According to an article in the Christian Science Monitor, Polar Bear Habitat at Center of Drilling Debate, "Native Alaskans and environmentalists have filed a suit to prevent the federal government's sale of drilling leases in Alaska's Chukchi Sea. The sales, set to begin Wednesday, will allow drilling in about 30 million acres, including critical polar bear habitat, environmentalists say. A decision on whether to list polar bears as "threatened" under the Endangered Species Act (ESA) is expected this week as well."

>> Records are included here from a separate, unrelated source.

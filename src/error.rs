//! Error handling for the Tetris testbed
//!
//! One error type for the whole crate so scene code can propagate engine,
//! config and output failures with `?` instead of panicking.

use std::error::Error as StdError;
use std::fmt;

/// Main error type for the testbed
#[derive(Debug)]
pub enum TestbedError {
    // Physics Errors
    BodyNotFound {
        id: String,
    },
    InvalidShape {
        reason: String,
    },

    // Configuration Errors
    InvalidConfig {
        field: String,
        value: String,
        reason: String,
    },

    // System Errors
    IoError {
        path: String,
        error: String,
    },
    ParseError {
        context: String,
        error: String,
    },
    SerializationError {
        context: String,
        error: String,
    },
}

impl fmt::Display for TestbedError {
    fn fmt(&self, f: &mut fmt::Formatter<'_>) -> fmt::Result {
        match self {
            TestbedError::BodyNotFound { id } => write!(f, "Body not found: {}", id),
            TestbedError::InvalidShape { reason } => write!(f, "Invalid shape: {}", reason),

            TestbedError::InvalidConfig {
                field,
                value,
                reason,
            } => write!(
                f,
                "Invalid config value '{}' for '{}': {}",
                value, field, reason
            ),

            TestbedError::IoError { path, error } => {
                if path.is_empty() {
                    write!(f, "IO error: {}", error)
                } else {
                    write!(f, "IO error at {}: {}", path, error)
                }
            }
            TestbedError::ParseError { context, error } => {
                write!(f, "Parse error in {}: {}", context, error)
            }
            TestbedError::SerializationError { context, error } => {
                write!(f, "Serialization error in {}: {}", context, error)
            }
        }
    }
}

impl StdError for TestbedError {}

/// Type alias for Results in the testbed
pub type TestbedResult<T> = Result<T, TestbedError>;

// Conversion traits for common error types

impl From<std::io::Error> for TestbedError {
    fn from(error: std::io::Error) -> Self {
        TestbedError::IoError {
            path: String::new(),
            error: error.to_string(),
        }
    }
}

impl From<toml::de::Error> for TestbedError {
    fn from(error: toml::de::Error) -> Self {
        TestbedError::ParseError {
            context: "toml".to_string(),
            error: error.to_string(),
        }
    }
}

impl From<serde_json::Error> for TestbedError {
    fn from(error: serde_json::Error) -> Self {
        TestbedError::SerializationError {
            context: "json".to_string(),
            error: error.to_string(),
        }
    }
}

// Helper functions for common error patterns

/// Convert Option to Result with context
pub trait OptionExt<T> {
    fn ok_or_testbed<F>(self, f: F) -> TestbedResult<T>
    where
        F: FnOnce() -> TestbedError;
}

impl<T> OptionExt<T> for Option<T> {
    fn ok_or_testbed<F>(self, f: F) -> TestbedResult<T>
    where
        F: FnOnce() -> TestbedError,
    {
        self.ok_or_else(f)
    }
}

#[cfg(test)]
mod tests {
    use super::*;

    #[test]
    fn test_error_display() {
        let err = TestbedError::BodyNotFound {
            id: "piece".to_string(),
        };
        assert_eq!(err.to_string(), "Body not found: piece");

        let err = TestbedError::InvalidConfig {
            field: "testbed.hz".to_string(),
            value: "0".to_string(),
            reason: "must be positive".to_string(),
        };
        assert_eq!(
            err.to_string(),
            "Invalid config value '0' for 'testbed.hz': must be positive"
        );
    }

    #[test]
    fn test_option_ext() {
        let opt: Option<i32> = None;
        let result = opt.ok_or_testbed(|| TestbedError::BodyNotFound {
            id: "piece".to_string(),
        });
        assert!(matches!(result, Err(TestbedError::BodyNotFound { .. })));
    }
}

Polar bears have been at the center of recent studies of global warming, as it is believed thinning arctic sea ice may have devastating effects on polar bears. Sea ice is a vital component of the polar bears' habitat, since they use it for denning and hunting. Despite evidence that documents recent thinning of arctic sea ice, polar bear populations have been increasing in recent years. "By some estimates there were as few as 5,000 polar bears in the 1950s when hunting for sport and profit was far less regulated. Today, scientists believe there are 20,000 to 25,000 polar bears, though this is still about 60 percent below historic levels." USGS scientists warn that changes in sea-ice conditions may lead to a loss of about two-thirds of the world's polar bear population within the next 50 years.
Oil and gas industry spokesmen argue that regulatory limits on exploration activity may have only limited impact on conditions affecting the bears.